Udi Ofer, photo by Alberto MoralesThe New York Times "SchoolBook" section – "News, data and conversation about schools in New York City" – has an opinion piece about the need for schools to report carefully on who they suspend for what and how frequently. The author, Udi Ofer, writes, "Figures released last week by the City Department of Education show that city schools suspended 5-year-olds at least 35 times and 6-year-olds at least 107 times in the last year alone. That is 142 students who are not old enough to pick out their own clothes but were deemed a big enough threat that they needed to be suspended."

He goes on to suggest that suspending students may not be a cut-and-dried process implemented fairly, and finally suggests alternative means of discipline, including restorative justice:

When most people hear a child was suspended, they assume there was a severe disciplinary problem — that the suspended student is just a “bad kid.”

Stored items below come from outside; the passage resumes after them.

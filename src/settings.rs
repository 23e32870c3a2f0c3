use log::{info, warn};
use serde::{Deserialize, Serialize};

pub const MAX_SHADOWS_QUALITY: u32 = 3;
pub const MIN_LOAD_DISTANCE: u32 = 3;

#[derive(Debug, Clone, Default, Serialize, Deserialize)]
pub struct RenderSettings {
    #[serde(default)]
    pub resolution: Resolution,
    #[serde(default)]
    pub present_mode: PresentModeSetting,
    #[serde(default)]
    pub graphics: GraphicsSettings,
    #[serde(default)]
    pub chunks: ChunkSettings,
}

impl RenderSettings {
    pub fn load() -> Self {
        Self::load_from_path("settings.json")
    }

    pub fn load_from_path<P: AsRef<std::path::Path>>(path: P) -> Self {
        use std::fs;

        let path = path.as_ref();
        match fs::read_to_string(path) {
            Ok(contents) => match serde_json::from_str::<RenderSettings>(&contents) {
                Ok(settings) => {
                    info!("Loaded render settings from {:?}", path);
                    settings.validate()
                }
                Err(err) => {
                    warn!(
                        "Failed to parse {:?} ({}). Falling back to default render settings.",
                        path, err
                    );
                    RenderSettings::default()
                }
            },
            Err(err) if err.kind() == std::io::ErrorKind::NotFound => {
                info!(
                    "Render settings file {:?} not found. Using default settings.",
                    path
                );
                RenderSettings::default()
            }
            Err(err) => {
                warn!(
                    "Failed to read {:?} ({}). Falling back to default render settings.",
                    path, err
                );
                RenderSettings::default()
            }
        }
    }

    pub fn validate(mut self) -> Self {
        if self.resolution.width == 0 || self.resolution.height == 0 {
            warn!("Resolution must be greater than zero. Using default resolution.");
            self.resolution = Resolution::default();
        }

        let graphics = &mut self.graphics;
        if graphics.shadows_quality > MAX_SHADOWS_QUALITY {
            warn!(
                "Shadows quality {} is out of range. Clamping to {}.",
                graphics.shadows_quality, MAX_SHADOWS_QUALITY
            );
            graphics.shadows_quality = MAX_SHADOWS_QUALITY;
        }

        if !(graphics.gamma.is_finite() && graphics.gamma > 0.0) {
            warn!("Gamma must be positive. Using default value.");
            graphics.gamma = GraphicsSettings::default_gamma();
        }

        if !(graphics.fog_curve.is_finite() && graphics.fog_curve > 0.0) {
            warn!("Fog curve must be positive. Using default value.");
            graphics.fog_curve = GraphicsSettings::default_fog_curve();
        }

        if graphics.skybox_resolution == 0 {
            warn!("Skybox resolution must be greater than zero. Using default value.");
            graphics.skybox_resolution = GraphicsSettings::default_skybox_resolution();
        }

        if self.chunks.load_distance < MIN_LOAD_DISTANCE {
            warn!(
                "Load distance {} is too small. Using {}.",
                self.chunks.load_distance, MIN_LOAD_DISTANCE
            );
            self.chunks.load_distance = MIN_LOAD_DISTANCE;
        }

        self
    }

    pub fn present_mode(&self, available: &[wgpu::PresentMode]) -> wgpu::PresentMode {
        let desired = self.present_mode.to_wgpu();
        if available.contains(&desired) {
            return desired;
        }

        warn!(
            "Requested present mode {:?} is not supported. Falling back to FIFO.",
            desired
        );

        if available.contains(&wgpu::PresentMode::Fifo) {
            wgpu::PresentMode::Fifo
        } else {
            available
                .first()
                .copied()
                .unwrap_or(wgpu::PresentMode::Fifo)
        }
    }
}

/// Quality knobs read by the world renderer every frame.
#[derive(Debug, Clone, PartialEq, Serialize, Deserialize)]
pub struct GraphicsSettings {
    /// Deferred pipeline; shadows and SSAO are only available with it.
    #[serde(default = "GraphicsSettings::default_true")]
    pub advanced_render: bool,
    /// 0 disables shadows; each step doubles the shadow map resolution.
    #[serde(default = "GraphicsSettings::default_shadows_quality")]
    pub shadows_quality: u32,
    #[serde(default)]
    pub ssao: bool,
    #[serde(default = "GraphicsSettings::default_true")]
    pub frustum_culling: bool,
    #[serde(default = "GraphicsSettings::default_gamma")]
    pub gamma: f32,
    #[serde(default = "GraphicsSettings::default_fog_curve")]
    pub fog_curve: f32,
    #[serde(default = "GraphicsSettings::default_skybox_resolution")]
    pub skybox_resolution: u32,
}

impl Default for GraphicsSettings {
    fn default() -> Self {
        Self {
            advanced_render: true,
            shadows_quality: Self::default_shadows_quality(),
            ssao: false,
            frustum_culling: true,
            gamma: Self::default_gamma(),
            fog_curve: Self::default_fog_curve(),
            skybox_resolution: Self::default_skybox_resolution(),
        }
    }
}

impl GraphicsSettings {
    /// Shadow quality actually in effect: zero unless the deferred pipeline
    /// is enabled.
    pub fn effective_shadows_quality(&self) -> u32 {
        if self.advanced_render {
            self.shadows_quality.min(MAX_SHADOWS_QUALITY)
        } else {
            0
        }
    }

    const fn default_true() -> bool {
        true
    }

    const fn default_shadows_quality() -> u32 {
        1
    }

    const fn default_gamma() -> f32 {
        1.0
    }

    const fn default_fog_curve() -> f32 {
        1.0
    }

    const fn default_skybox_resolution() -> u32 {
        96
    }
}

#[derive(Debug, Clone, PartialEq, Serialize, Deserialize)]
pub struct ChunkSettings {
    /// Chunk radius kept loaded around the player.
    #[serde(default = "ChunkSettings::default_load_distance")]
    pub load_distance: u32,
}

impl Default for ChunkSettings {
    fn default() -> Self {
        Self {
            load_distance: Self::default_load_distance(),
        }
    }
}

impl ChunkSettings {
    /// Fog factor derived from the load distance, finite because the
    /// distance is at least [`MIN_LOAD_DISTANCE`].
    pub fn fog_factor(&self) -> f32 {
        15.0 / (self.load_distance.max(MIN_LOAD_DISTANCE) - 2) as f32
    }

    const fn default_load_distance() -> u32 {
        22
    }
}

#[derive(Debug, Clone, Serialize, Deserialize)]
pub struct Resolution {
    pub width: u32,
    pub height: u32,
}

impl Default for Resolution {
    fn default() -> Self {
        Self {
            width: 1280,
            height: 720,
        }
    }
}

#[derive(Debug, Clone, Default, Serialize, Deserialize)]
#[serde(rename_all = "snake_case")]
pub enum PresentModeSetting {
    #[default]
    Fifo,
    FifoRelaxed,
    Immediate,
    Mailbox,
    AutoVsync,
    AutoNoVsync,
}

impl PresentModeSetting {
    fn to_wgpu(&self) -> wgpu::PresentMode {
        match self {
            PresentModeSetting::Fifo => wgpu::PresentMode::Fifo,
            PresentModeSetting::FifoRelaxed => wgpu::PresentMode::FifoRelaxed,
            PresentModeSetting::Immediate => wgpu::PresentMode::Immediate,
            PresentModeSetting::Mailbox => wgpu::PresentMode::Mailbox,
            PresentModeSetting::AutoVsync => wgpu::PresentMode::AutoVsync,
            PresentModeSetting::AutoNoVsync => wgpu::PresentMode::AutoNoVsync,
        }
    }
}

#[cfg(test)]
mod tests {
    use super::*;

    fn invalid_settings() -> RenderSettings {
        RenderSettings {
            resolution: Resolution {
                width: 0,
                height: 0,
            },
            present_mode: PresentModeSetting::Immediate,
            graphics: GraphicsSettings {
                shadows_quality: 9,
                gamma: f32::NAN,
                fog_curve: 0.0,
                skybox_resolution: 0,
                ..GraphicsSettings::default()
            },
            chunks: ChunkSettings { load_distance: 2 },
        }
    }

    #[test]
    fn validate_replaces_invalid_values_with_defaults() {
        let validated = invalid_settings().validate();
        let defaults = GraphicsSettings::default();

        assert_eq!(validated.resolution.width, Resolution::default().width);
        assert_eq!(validated.resolution.height, Resolution::default().height);
        assert_eq!(validated.graphics.shadows_quality, MAX_SHADOWS_QUALITY);
        assert_eq!(validated.graphics.gamma, defaults.gamma);
        assert_eq!(validated.graphics.fog_curve, defaults.fog_curve);
        assert_eq!(validated.graphics.skybox_resolution, defaults.skybox_resolution);
        assert_eq!(validated.chunks.load_distance, MIN_LOAD_DISTANCE);
        assert!(validated.chunks.fog_factor().is_finite());
    }

    #[test]
    fn validate_preserves_valid_values() {
        let valid = RenderSettings {
            resolution: Resolution {
                width: 1920,
                height: 1080,
            },
            present_mode: PresentModeSetting::Mailbox,
            graphics: GraphicsSettings {
                shadows_quality: 2,
                gamma: 1.6,
                ..GraphicsSettings::default()
            },
            chunks: ChunkSettings { load_distance: 12 },
        };

        let validated = valid.clone().validate();

        assert_eq!(validated.resolution.width, valid.resolution.width);
        assert_eq!(validated.graphics, valid.graphics);
        assert_eq!(validated.chunks, valid.chunks);
    }

    #[test]
    fn partial_json_uses_field_defaults() {
        let settings: RenderSettings =
            serde_json::from_str(r#"{"graphics": {"shadows_quality": 2}}"#).unwrap();
        assert_eq!(settings.graphics.shadows_quality, 2);
        assert!(settings.graphics.advanced_render);
        assert_eq!(settings.chunks.load_distance, 22);
    }

    #[test]
    fn shadows_need_advanced_render() {
        let graphics = GraphicsSettings {
            advanced_render: false,
            shadows_quality: 3,
            ..GraphicsSettings::default()
        };
        assert_eq!(graphics.effective_shadows_quality(), 0);
    }

    #[test]
    fn fog_factor_follows_load_distance() {
        let chunks = ChunkSettings { load_distance: 17 };
        assert_eq!(chunks.fog_factor(), 1.0);
    }

    #[test]
    fn present_mode_returns_desired_when_available() {
        let settings = RenderSettings {
            present_mode: PresentModeSetting::Mailbox,
            ..RenderSettings::default()
        };

        let available = [
            wgpu::PresentMode::Fifo,
            wgpu::PresentMode::Mailbox,
            wgpu::PresentMode::Immediate,
        ];

        assert_eq!(
            settings.present_mode(&available),
            wgpu::PresentMode::Mailbox
        );
    }

    #[test]
    fn present_mode_falls_back_to_fifo_when_desired_missing() {
        let settings = RenderSettings {
            present_mode: PresentModeSetting::Mailbox,
            ..RenderSettings::default()
        };

        let available = [wgpu::PresentMode::Fifo, wgpu::PresentMode::Immediate];

        assert_eq!(settings.present_mode(&available), wgpu::PresentMode::Fifo);
    }
}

But a large portion of suspensions are for infractions like insubordination and horseplay, raising concerns that children are being subjected to exclusionary punishments for subjective and minor violations. In Susan Wagner High School on Staten Island, for example, 61 percent of “principal’s suspensions” (five days or less) were for insubordination or horseplay. Similarly, 65 percent of principal’s suspensions in the Academy for Scholarship and Entrepreneurship in the Bronx were for those two infractions.

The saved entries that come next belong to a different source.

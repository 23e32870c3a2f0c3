use std::collections::HashMap;

use log::debug;

use super::backend::{
    MeshId, Primitive, ProgramId, RenderBackend, RenderTarget, TextureId, TextureSlot,
    VertexLayout,
};
use super::state::{RenderState, Viewport};
use crate::error::RenderError;

#[derive(Clone, Copy, Debug, PartialEq, Eq)]
pub enum TextureKind {
    Color { width: u32, height: u32 },
    DepthMap { resolution: u32 },
    Cubemap { size: u32 },
    Framebuffer { width: u32, height: u32 },
}

/// One recorded backend call.
#[derive(Clone, Debug, PartialEq)]
pub enum Command {
    ApplyState(RenderState),
    Clear {
        target: RenderTarget,
        color: Option<[f32; 4]>,
        depth: bool,
    },
    CreateTexture(TextureId, TextureKind),
    ReleaseTexture(TextureId),
    CopyDepth {
        src: TextureId,
        dst: TextureId,
    },
    CompileProgram {
        id: ProgramId,
        name: String,
        source: String,
    },
    WriteUniforms {
        program: ProgramId,
        bytes: Vec<u8>,
    },
    BindTexture(TextureSlot, Option<TextureId>),
    CreateMesh(MeshId, VertexLayout, u32),
    ReleaseMesh(MeshId),
    Draw {
        program: ProgramId,
        primitive: Primitive,
        layout: VertexLayout,
        state: RenderState,
        /// Raw vertex bytes; empty for mesh draws.
        vertices: Vec<u8>,
        mesh: Option<MeshId>,
    },
}

/// Headless backend that keeps a log of every command together with the
/// render state active when it was issued.
#[derive(Debug)]
pub struct RecordingBackend {
    commands: Vec<Command>,
    state: RenderState,
    textures: HashMap<TextureId, TextureKind>,
    meshes: HashMap<MeshId, (VertexLayout, u32)>,
    programs: HashMap<ProgramId, String>,
    next_texture: u32,
    next_mesh: u32,
    /// Program names whose compilation is made to fail.
    pub failing_programs: Vec<String>,
}

impl Default for RecordingBackend {
    fn default() -> Self {
        Self::new()
    }
}

impl RecordingBackend {
    pub fn new() -> Self {
        Self {
            commands: Vec::new(),
            state: RenderState::new(Viewport::new(1, 1)),
            textures: HashMap::new(),
            meshes: HashMap::new(),
            programs: HashMap::new(),
            next_texture: 1,
            next_mesh: 1,
            failing_programs: Vec::new(),
        }
    }

    pub fn commands(&self) -> &[Command] {
        &self.commands
    }

    /// Returns and forgets the commands recorded so far; live resources are
    /// kept.
    pub fn take_commands(&mut self) -> Vec<Command> {
        std::mem::take(&mut self.commands)
    }

    pub fn current_state(&self) -> RenderState {
        self.state
    }

    pub fn applied_states(&self) -> impl Iterator<Item = RenderState> + '_ {
        self.commands.iter().filter_map(|command| match command {
            Command::ApplyState(state) => Some(*state),
            _ => None,
        })
    }

    /// Draw commands as `(program, state, vertex bytes)`.
    pub fn draws(&self) -> impl Iterator<Item = (ProgramId, &RenderState, &[u8])> + '_ {
        self.commands.iter().filter_map(|command| match command {
            Command::Draw {
                program,
                state,
                vertices,
                ..
            } => Some((*program, state, vertices.as_slice())),
            _ => None,
        })
    }

    pub fn live_textures(&self) -> &HashMap<TextureId, TextureKind> {
        &self.textures
    }

    pub fn texture_kind(&self, id: TextureId) -> Option<TextureKind> {
        self.textures.get(&id).copied()
    }

    pub fn program_name(&self, id: ProgramId) -> Option<&str> {
        self.programs.get(&id).map(String::as_str)
    }

    /// Last uniform block written for `program`.
    pub fn last_uniforms(&self, program: ProgramId) -> Option<&[u8]> {
        self.commands.iter().rev().find_map(|command| match command {
            Command::WriteUniforms { program: p, bytes } if *p == program => {
                Some(bytes.as_slice())
            }
            _ => None,
        })
    }

    fn allocate(&mut self, kind: TextureKind) -> TextureId {
        let id = TextureId(self.next_texture);
        self.next_texture += 1;
        self.textures.insert(id, kind);
        self.commands.push(Command::CreateTexture(id, kind));
        id
    }
}

impl RenderBackend for RecordingBackend {
    fn apply_state(&mut self, state: &RenderState) {
        self.state = *state;
        self.commands.push(Command::ApplyState(*state));
    }

    fn clear(&mut self, color: Option<[f32; 4]>, depth: bool) {
        self.commands.push(Command::Clear {
            target: self.state.target,
            color,
            depth,
        });
    }

    fn create_texture(&mut self, width: u32, height: u32, _rgba: &[u8]) -> TextureId {
        self.allocate(TextureKind::Color { width, height })
    }

    fn create_depth_map(&mut self, resolution: u32) -> TextureId {
        self.allocate(TextureKind::DepthMap { resolution })
    }

    fn create_cubemap(&mut self, size: u32) -> TextureId {
        self.allocate(TextureKind::Cubemap { size })
    }

    fn create_framebuffer(&mut self, width: u32, height: u32) -> TextureId {
        self.allocate(TextureKind::Framebuffer { width, height })
    }

    fn release_texture(&mut self, texture: TextureId) {
        if self.textures.remove(&texture).is_none() {
            debug!("release of unknown texture {:?}", texture);
        }
        self.commands.push(Command::ReleaseTexture(texture));
    }

    fn copy_depth(&mut self, src: TextureId, dst: TextureId) {
        self.commands.push(Command::CopyDepth { src, dst });
    }

    fn compile_program(
        &mut self,
        id: ProgramId,
        name: &str,
        source: &str,
    ) -> Result<(), RenderError> {
        if self.failing_programs.iter().any(|failing| failing == name) {
            return Err(RenderError::ShaderCompilation {
                name: name.to_string(),
                message: "rejected by recording backend".to_string(),
            });
        }
        self.programs.insert(id, name.to_string());
        self.commands.push(Command::CompileProgram {
            id,
            name: name.to_string(),
            source: source.to_string(),
        });
        Ok(())
    }

    fn write_uniforms(&mut self, program: ProgramId, bytes: &[u8]) {
        self.commands.push(Command::WriteUniforms {
            program,
            bytes: bytes.to_vec(),
        });
    }

    fn bind_texture(&mut self, slot: TextureSlot, texture: Option<TextureId>) {
        self.commands.push(Command::BindTexture(slot, texture));
    }

    fn create_mesh(&mut self, layout: VertexLayout, _bytes: &[u8], vertex_count: u32) -> MeshId {
        let id = MeshId(self.next_mesh);
        self.next_mesh += 1;
        self.meshes.insert(id, (layout, vertex_count));
        self.commands.push(Command::CreateMesh(id, layout, vertex_count));
        id
    }

    fn draw_mesh(&mut self, program: ProgramId, mesh: MeshId) {
        let layout = self
            .meshes
            .get(&mesh)
            .map(|(layout, _)| *layout)
            .unwrap_or(VertexLayout::World);
        self.commands.push(Command::Draw {
            program,
            primitive: Primitive::Triangles,
            layout,
            state: self.state,
            vertices: Vec::new(),
            mesh: Some(mesh),
        });
    }

    fn release_mesh(&mut self, mesh: MeshId) {
        self.meshes.remove(&mesh);
        self.commands.push(Command::ReleaseMesh(mesh));
    }

    fn draw_vertices(
        &mut self,
        program: ProgramId,
        primitive: Primitive,
        layout: VertexLayout,
        bytes: &[u8],
    ) {
        self.commands.push(Command::Draw {
            program,
            primitive,
            layout,
            state: self.state,
            vertices: bytes.to_vec(),
            mesh: None,
        });
    }
}

#[cfg(test)]
mod tests {
    use super::*;

    #[test]
    fn released_textures_are_forgotten() {
        let mut backend = RecordingBackend::new();
        let map = backend.create_depth_map(1024);
        assert_eq!(
            backend.texture_kind(map),
            Some(TextureKind::DepthMap { resolution: 1024 })
        );
        backend.release_texture(map);
        assert!(backend.live_textures().is_empty());
    }

    #[test]
    fn draws_capture_active_state() {
        let mut backend = RecordingBackend::new();
        let mut state = RenderState::new(Viewport::new(32, 32));
        state.target = RenderTarget::DepthMap(TextureId(9));
        backend.apply_state(&state);
        backend.draw_vertices(
            ProgramId(1),
            Primitive::Lines,
            VertexLayout::Batch,
            &[0; 36],
        );
        let (program, drawn, bytes) = backend.draws().next().expect("one draw");
        assert_eq!(program, ProgramId(1));
        assert_eq!(drawn.target, RenderTarget::DepthMap(TextureId(9)));
        assert_eq!(bytes.len(), 36);
    }

    #[test]
    fn failing_program_reports_compilation_error() {
        let mut backend = RecordingBackend::new();
        backend.failing_programs.push("main".into());
        let err = backend
            .compile_program(ProgramId(0), "main", "")
            .expect_err("compilation must fail");
        assert!(matches!(err, RenderError::ShaderCompilation { .. }));
    }
}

There is no credible evidence that suspension is an effective method to correct student misbehavior — but we do know that students who are suspended once are more likely to be suspended again and to be involved in the legal system.

In contrast, alternative programs like mediation, counseling, conflict resolution and restorative justice offer real-world examples of dealing with minor infractions in a positive, effective way.

via Reporting on Student Suspensions Is the First Step – SchoolBook.